• [What the task asks]: Look through the data below. Collect every line where the word "Courier" occurs.

(Excerpts from a dataset)
+++++

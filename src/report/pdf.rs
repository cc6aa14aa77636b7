//! PDF report writer.
//!
//! Pages are A4 portrait. The body is set in the built-in Courier face so the
//! terminal tables and the ASCII plot keep their column alignment without
//! embedding a font file. Built-in fonts only cover WinAnsi text, so anything
//! outside printable ASCII is replaced with `?`.

use std::fs::File;
use std::io::BufWriter;
use std::path::Path;

use printpdf::{BuiltinFont, Mm, PdfDocument};

use crate::error::AppError;
use crate::plot::render_ascii_plot;
use crate::report::{AnalysisSummary, format_run_summary};

const PAGE_WIDTH: f32 = 210.0;
const PAGE_HEIGHT: f32 = 297.0;
const MARGIN: f32 = 15.0;
const TITLE_SIZE: f32 = 14.0;
const BODY_SIZE: f32 = 8.5;
/// Baseline-to-baseline distance for body text (mm).
const LINE_HEIGHT: f32 = 3.8;
const PLOT_WIDTH: usize = 90;
const PLOT_HEIGHT: usize = 22;

/// Body lines of the PDF, in page order (the title is drawn separately).
pub fn render_pdf_lines(summary: &AnalysisSummary) -> Vec<String> {
    let mut lines = vec![
        format!("Generated: {}", summary.generated_at.format("%Y-%m-%d %H:%M:%S UTC")),
        String::new(),
    ];
    // The first summary line repeats the title.
    lines.extend(format_run_summary(summary).lines().skip(1).map(pdf_safe));

    lines.push(String::new());
    lines.push("Particle size distribution (o observed, - Gaudin-Schuhmann, ~ Rosin-Rammler)".to_string());
    let plot = render_ascii_plot(&summary.distribution, &summary.fits, PLOT_WIDTH, PLOT_HEIGHT);
    lines.extend(plot.lines().map(pdf_safe));

    if let Some(chart) = &summary.chart {
        lines.push(String::new());
        lines.push(pdf_safe(&format!("SVG chart: {chart}")));
    }
    lines
}

/// Write the summary as a PDF document to `path`.
pub fn write_pdf_report(path: &Path, summary: &AnalysisSummary) -> Result<(), AppError> {
    draw_pdf(path, summary)
        .map_err(|e| AppError::new(2, format!("Failed to write PDF report '{}': {e}", path.display())))
}

fn draw_pdf(path: &Path, summary: &AnalysisSummary) -> Result<(), Box<dyn std::error::Error>> {
    let (doc, page, layer) = PdfDocument::new(
        pdf_safe(&summary.title),
        Mm(PAGE_WIDTH),
        Mm(PAGE_HEIGHT),
        "Layer 1",
    );
    let title_font = doc.add_builtin_font(BuiltinFont::HelveticaBold)?;
    let body_font = doc.add_builtin_font(BuiltinFont::Courier)?;

    let mut current = doc.get_page(page).get_layer(layer);
    let mut y = PAGE_HEIGHT - MARGIN;
    current.use_text(pdf_safe(&summary.title), TITLE_SIZE, Mm(MARGIN), Mm(y), &title_font);
    y -= 2.5 * LINE_HEIGHT;

    for line in render_pdf_lines(summary) {
        if y < MARGIN {
            let (page, layer) = doc.add_page(Mm(PAGE_WIDTH), Mm(PAGE_HEIGHT), "Layer 1");
            current = doc.get_page(page).get_layer(layer);
            y = PAGE_HEIGHT - MARGIN;
        }
        if !line.trim().is_empty() {
            current.use_text(line, BODY_SIZE, Mm(MARGIN), Mm(y), &body_font);
        }
        y -= LINE_HEIGHT;
    }

    let file = File::create(path)?;
    doc.save(&mut BufWriter::new(file))?;
    Ok(())
}

fn pdf_safe(text: &str) -> String {
    text.chars()
        .map(|c| if c == ' ' || c.is_ascii_graphic() { c } else { '?' })
        .collect()
}

#[cfg(test)]
mod tests {
    use super::*;
    use crate::report::test_support::summary;

    #[test]
    fn lines_carry_key_figures_and_plot() {
        let lines = render_pdf_lines(&summary());

        assert_eq!(lines[0], "Generated: 2024-03-01 08:30:00 UTC");
        assert!(!lines.iter().any(|l| l.contains("=== Mill 2 survey ===")));
        assert!(lines.iter().any(|l| l.contains("Bond Work Index: 90.17 kWh/t")));
        assert!(lines.iter().any(|l| l.contains("Mill power: 832.5 kW")));
        assert!(lines.iter().any(|l| l.starts_with("Plot: size=")));
        assert_eq!(lines.last().map(String::as_str), Some("SVG chart: survey.svg"));
    }

    #[test]
    fn non_ascii_text_is_replaced() {
        assert_eq!(pdf_safe("63 µm\tP80"), "63 ?m?P80");
    }

    #[test]
    fn report_is_written_as_pdf() {
        let dir = tempfile::tempdir().unwrap();
        let path = dir.path().join("demo_report.pdf");
        write_pdf_report(&path, &summary()).unwrap();

        let bytes = std::fs::read(&path).unwrap();
        assert!(bytes.starts_with(b"%PDF-"));
    }

    #[test]
    fn unwritable_path_is_an_io_error() {
        let dir = tempfile::tempdir().unwrap();
        let err = write_pdf_report(dir.path(), &summary()).unwrap_err();
        assert_eq!(err.exit_code(), 2);
    }
}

+++++

• [Problem solution]:
//! Pages are A4 portrait. The body is set in the built-in Courier face so the
    let body_font = doc.add_builtin_font(BuiltinFont::Courier)?;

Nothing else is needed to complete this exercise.